The lower 10% rate is the off-ramp. Any economy that has, or commits to, a forced-labor import ban qualifies for the lower rate. From this side, the policy isn't punishment for its own sake; it's targeted economic pressure to close a known global enforcement gap.

2. It's Protectionism Faking Morality (Tax Foundation, free-trade economists)

Tariffs hit allies hardest. Americans pay them. The forced-labor framing is the wrapper.

Tax Foundation estimates existing tariffs cost the average US household about $700 in 2026. That's down from ~$1,000 in 2025 after SCOTUS struck down the IEEPA tariffs — but it's still real money. The cost is paid by US consumers in the form of higher prices on imported goods, which is the standard economic finding on tariff incidence. A Center Square poll found 42% of voters say American consumers primarily bear the cost; only 12% believe foreign countries pay.

Targeting the EU, UK, and Japan for "forced labor enforcement gaps" doesn't survive a closer look. These are allies with rule-of-law systems, not Xinjiang. The narrower argument — that the EU lacks a US-equivalent forced-labor regime — is true, but it doesn't justify a 10-12.5% across-the-board tariff.
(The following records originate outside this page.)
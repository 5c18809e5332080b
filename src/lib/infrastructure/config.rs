//! Settings sources

use std::{
    collections::HashMap,
    env,
    sync::{PoisonError, RwLock},
};

use crate::domain::settings::ConfigSource;

/// Reads settings from the process environment.
#[derive(Debug, Default, Clone, Copy)]
pub struct EnvConfig;

impl ConfigSource for EnvConfig {
    fn get(&self, key: &str) -> Option<String> {
        env::var(key).ok()
    }
}

/// In-memory settings that can be changed after creation.
#[derive(Debug, Default)]
pub struct MapConfig {
    values: RwLock<HashMap<String, String>>,
}

impl MapConfig {
    /// Create a source holding the given pairs
    pub fn from_pairs<K, V>(pairs: impl IntoIterator<Item = (K, V)>) -> Self
    where
        K: Into<String>,
        V: Into<String>,
    {
        let values = pairs
            .into_iter()
            .map(|(key, value)| (key.into(), value.into()))
            .collect();

        Self {
            values: RwLock::new(values),
        }
    }

    /// Set a value, replacing any previous one
    pub fn set(&self, key: impl Into<String>, value: impl Into<String>) {
        self.values
            .write()
            .unwrap_or_else(PoisonError::into_inner)
            .insert(key.into(), value.into());
    }

    /// Remove a value
    pub fn remove(&self, key: &str) {
        self.values
            .write()
            .unwrap_or_else(PoisonError::into_inner)
            .remove(key);
    }
}

impl ConfigSource for MapConfig {
    fn get(&self, key: &str) -> Option<String> {
        self.values
            .read()
            .unwrap_or_else(PoisonError::into_inner)
            .get(key)
            .cloned()
    }
}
From this side, the forced-labor framing is the moral wrapper around a project whose real goals are tariff revenue and bilateral leverage.

3. The Real Story Is the Post-SCOTUS Tariff Architecture (Wilmer Hale, Holland & Knight, CFR)
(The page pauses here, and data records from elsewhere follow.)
//! SMTP email service implementation

use std::fmt;

use async_trait::async_trait;
use lettre::{
    message::{header::ContentType, Mailbox, Mailboxes, MultiPart},
    transport::smtp::{
        authentication::Credentials,
        client::{Tls, TlsParameters},
        response::Response,
    },
    AsyncSmtpTransport, AsyncTransport, Message, Tokio1Executor,
};
use tracing::debug;

use crate::domain::{
    communication::mailer::{
        DeliveryResult, MailPayload, MailerError, Transport, TransportFactory,
    },
    settings::ConfigSource,
};

/// The SMTP host
pub const SMTP_HOST: &str = "SMTP_HOST";
/// The SMTP port
pub const SMTP_PORT: &str = "SMTP_PORT";
/// The SMTP username
pub const SMTP_USER: &str = "SMTP_USER";
/// The SMTP password
pub const SMTP_PASS: &str = "SMTP_PASS";
/// Force implicit TLS on or off
pub const SMTP_SECURE: &str = "SMTP_SECURE";
/// Verify the relay's TLS certificate
pub const SMTP_VERIFY_TLS: &str = "SMTP_VERIFY_TLS";

const DEFAULT_PORT: u16 = 587;
const IMPLICIT_TLS_PORT: u16 = 465;

/// SMTP configuration
#[derive(Clone, PartialEq, Eq)]
pub struct SmtpConfig {
    /// The SMTP host
    pub host: String,

    /// The SMTP port
    pub port: u16,

    /// The SMTP username
    pub username: String,

    /// The SMTP password
    pub password: String,

    /// Explicit choice of implicit TLS, if any
    pub secure: Option<bool>,

    /// Verify the TLS certificate
    pub verify_tls: bool,
}

impl SmtpConfig {
    /// Reads the SMTP settings, failing if any credential is missing.
    pub fn from_source(config: &dyn ConfigSource) -> Result<Self, MailerError> {
        let missing: Vec<&str> = [SMTP_HOST, SMTP_USER, SMTP_PASS]
            .into_iter()
            .filter(|key| config.get_non_empty(key).is_none())
            .collect();

        let (Some(host), Some(username), Some(password)) = (
            config.get_non_empty(SMTP_HOST),
            config.get_non_empty(SMTP_USER),
            config.get_non_empty(SMTP_PASS),
        ) else {
            return Err(MailerError::configuration(format!(
                "SMTP credentials missing, set {}",
                missing.join(", ")
            )));
        };

        let port = match config.get_non_empty(SMTP_PORT) {
            Some(raw) => raw.trim().parse::<u16>().map_err(|_| {
                MailerError::configuration(format!("{SMTP_PORT} is not a valid port: \"{raw}\""))
            })?,
            None => DEFAULT_PORT,
        };

        Ok(Self {
            host: host.trim().to_string(),
            port,
            username,
            password,
            secure: flag(config, SMTP_SECURE)?,
            verify_tls: flag(config, SMTP_VERIFY_TLS)?.unwrap_or(true),
        })
    }

    /// Whether to connect with implicit TLS.
    ///
    /// An explicit setting wins; otherwise only the standard implicit TLS
    /// port is secure.
    pub fn secure(&self) -> bool {
        self.secure.unwrap_or(self.port == IMPLICIT_TLS_PORT)
    }
}

impl fmt::Debug for SmtpConfig {
    fn fmt(&self, f: &mut fmt::Formatter<'_>) -> fmt::Result {
        f.debug_struct("SmtpConfig")
            .field("host", &self.host)
            .field("port", &self.port)
            .field("username", &self.username)
            .field("password", &"********")
            .field("secure", &self.secure)
            .field("verify_tls", &self.verify_tls)
            .finish()
    }
}

fn flag(config: &dyn ConfigSource, key: &str) -> Result<Option<bool>, MailerError> {
    config
        .get_non_empty(key)
        .map(|raw| match raw.trim().to_ascii_lowercase().as_str() {
            "true" | "1" | "yes" => Ok(true),
            "false" | "0" | "no" => Ok(false),
            _ => Err(MailerError::configuration(format!(
                "{key} must be true or false, got \"{raw}\""
            ))),
        })
        .transpose()
}

/// Builds [`SmtpMailer`]s from `SMTP_*` settings
#[derive(Debug, Default, Clone, Copy)]
pub struct SmtpTransportFactory;

impl TransportFactory for SmtpTransportFactory {
    type Transport = SmtpMailer;

    fn build(&self, config: &dyn ConfigSource) -> Result<SmtpMailer, MailerError> {
        SmtpMailer::new(&SmtpConfig::from_source(config)?)
    }
}

/// SMTP mailer
pub struct SmtpMailer {
    transport: AsyncSmtpTransport<Tokio1Executor>,
}

impl SmtpMailer {
    /// Create a new SMTP mailer. No connection is made until the first send.
    pub fn new(config: &SmtpConfig) -> Result<Self, MailerError> {
        let parameters = TlsParameters::builder(config.host.clone())
            .dangerous_accept_invalid_certs(!config.verify_tls)
            .build()
            .map_err(|e| {
                MailerError::configuration(format!("invalid TLS settings for {}: {e}", config.host))
            })?;

        let tls = if config.secure() {
            Tls::Wrapper(parameters)
        } else {
            Tls::Opportunistic(parameters)
        };

        debug!(
            host = %config.host,
            port = config.port,
            secure = config.secure(),
            "configured SMTP relay"
        );

        let transport = AsyncSmtpTransport::<Tokio1Executor>::builder_dangerous(&config.host)
            .port(config.port)
            .tls(tls)
            .credentials(Credentials::new(
                config.username.clone(),
                config.password.clone(),
            ))
            .build();

        Ok(Self { transport })
    }
}

impl fmt::Debug for SmtpMailer {
    fn fmt(&self, f: &mut fmt::Formatter<'_>) -> fmt::Result {
        f.debug_struct("SmtpMailer").finish_non_exhaustive()
    }
}

#[async_trait]
impl Transport for SmtpMailer {
    async fn deliver(&self, payload: &MailPayload) -> Result<DeliveryResult, MailerError> {
        let email = build_message(payload)?;

        self.transport
            .send(email)
            .await
            .map(|response| receipt(&response))
            .map_err(MailerError::failed)
    }
}

fn build_message(payload: &MailPayload) -> Result<Message, MailerError> {
    let mut builder = Message::builder()
        .from(payload.from.parse::<Mailbox>().map_err(MailerError::failed)?)
        .subject(payload.subject.clone());

    for recipient in payload.to.iter() {
        let mailboxes: Mailboxes = recipient.parse().map_err(MailerError::failed)?;

        for mailbox in mailboxes {
            builder = builder.to(mailbox);
        }
    }

    let email = match (&payload.text, &payload.html) {
        (Some(text), Some(html)) => {
            builder.multipart(MultiPart::alternative_plain_html(text.clone(), html.clone()))
        }
        (Some(text), None) => builder.header(ContentType::TEXT_PLAIN).body(text.clone()),
        (None, Some(html)) => builder.header(ContentType::TEXT_HTML).body(html.clone()),
        (None, None) => builder.header(ContentType::TEXT_PLAIN).body(String::new()),
    };

    email.map_err(MailerError::failed)
}

fn receipt(response: &Response) -> DeliveryResult {
    DeliveryResult::Relay {
        code: response.code().to_string(),
        message: response.message().map(|line| line.to_string()).collect(),
    }
}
SCOTUS killed IEEPA tariffs in February. Sections 122 and 301 are the replacements.

The Supreme Court ruled 6-3 in February that IEEPA didn't give the president the unilateral tariff authority Trump had claimed. Chief Justice Roberts: "Based on two words separated by 16 others in IEEPA — 'regulate' and 'importation' — the President asserts the independent power to impose tariffs on imports from any country, of any product, at any rate, for any amount of time. Those words cannot bear such weight." Within hours, Trump invoked Section 122 (which allows 150-day time-limited tariffs) and opened Section 301 investigations.
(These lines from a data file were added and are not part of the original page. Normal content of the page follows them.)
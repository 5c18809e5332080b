//! Mailer errors

use thiserror::Error;

/// Mailer errors
#[derive(Debug, Error)]
pub enum MailerError {
    /// The transport could not be built from the current configuration
    #[error("mail transport is not configured: {0}")]
    TransportConfiguration(String),

    /// The backend rejected the message or failed to transmit it
    #[error("could not send email: {message}")]
    DeliverySend {
        /// The backend's description of the failure
        message: String,

        /// The underlying backend error, when one was raised
        #[source]
        source: Option<Box<dyn std::error::Error + Send + Sync>>,
    },
}

impl MailerError {
    /// A configuration error naming the missing or invalid settings.
    pub fn configuration(detail: impl Into<String>) -> Self {
        MailerError::TransportConfiguration(detail.into())
    }

    /// A delivery error reported as a value by the backend.
    pub fn rejected(message: impl Into<String>) -> Self {
        MailerError::DeliverySend {
            message: message.into(),
            source: None,
        }
    }

    /// A delivery error raised by the backend client.
    pub fn failed<E>(err: E) -> Self
    where
        E: std::error::Error + Send + Sync + 'static,
    {
        MailerError::DeliverySend {
            message: err.to_string(),
            source: Some(Box::new(err)),
        }
    }
}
The forced-labor tariffs are the first major Section 301 deliverable. Section 301 requires public comment and hearings — more procedurally constrained than IEEPA — but produces more legally durable tariffs. From this view, the substantive question isn't whether forced-labor enforcement gaps are real (they are); it's that the administration is using Section 301 to rebuild the IEEPA-era tariff coverage on solid legal ground, and the forced-labor framing is the legal vehicle. Expect more Section 301 results to land throughout 2026.

Where This Lands

The administration just proposed tariffs of 10-12.5% on 60 economies for forced-labor enforcement gaps under Section 301 of the Trade Act, on the heels of cutting Section 232 tariffs on agricultural equipment and HVAC. It is true that US would be the only major economy with real forced-labor import enforcement, and the differential is a legitimate carrot-and-stick to bring trading partners into alignment. But the EU, UK, and Japan don't have a major forced labor problems, and American consumers pay $700 a year for the existing tariff structure. And it certainly seems that no matter what, this is a reaction to SCOTUS striking down Trump's last round of tariffs.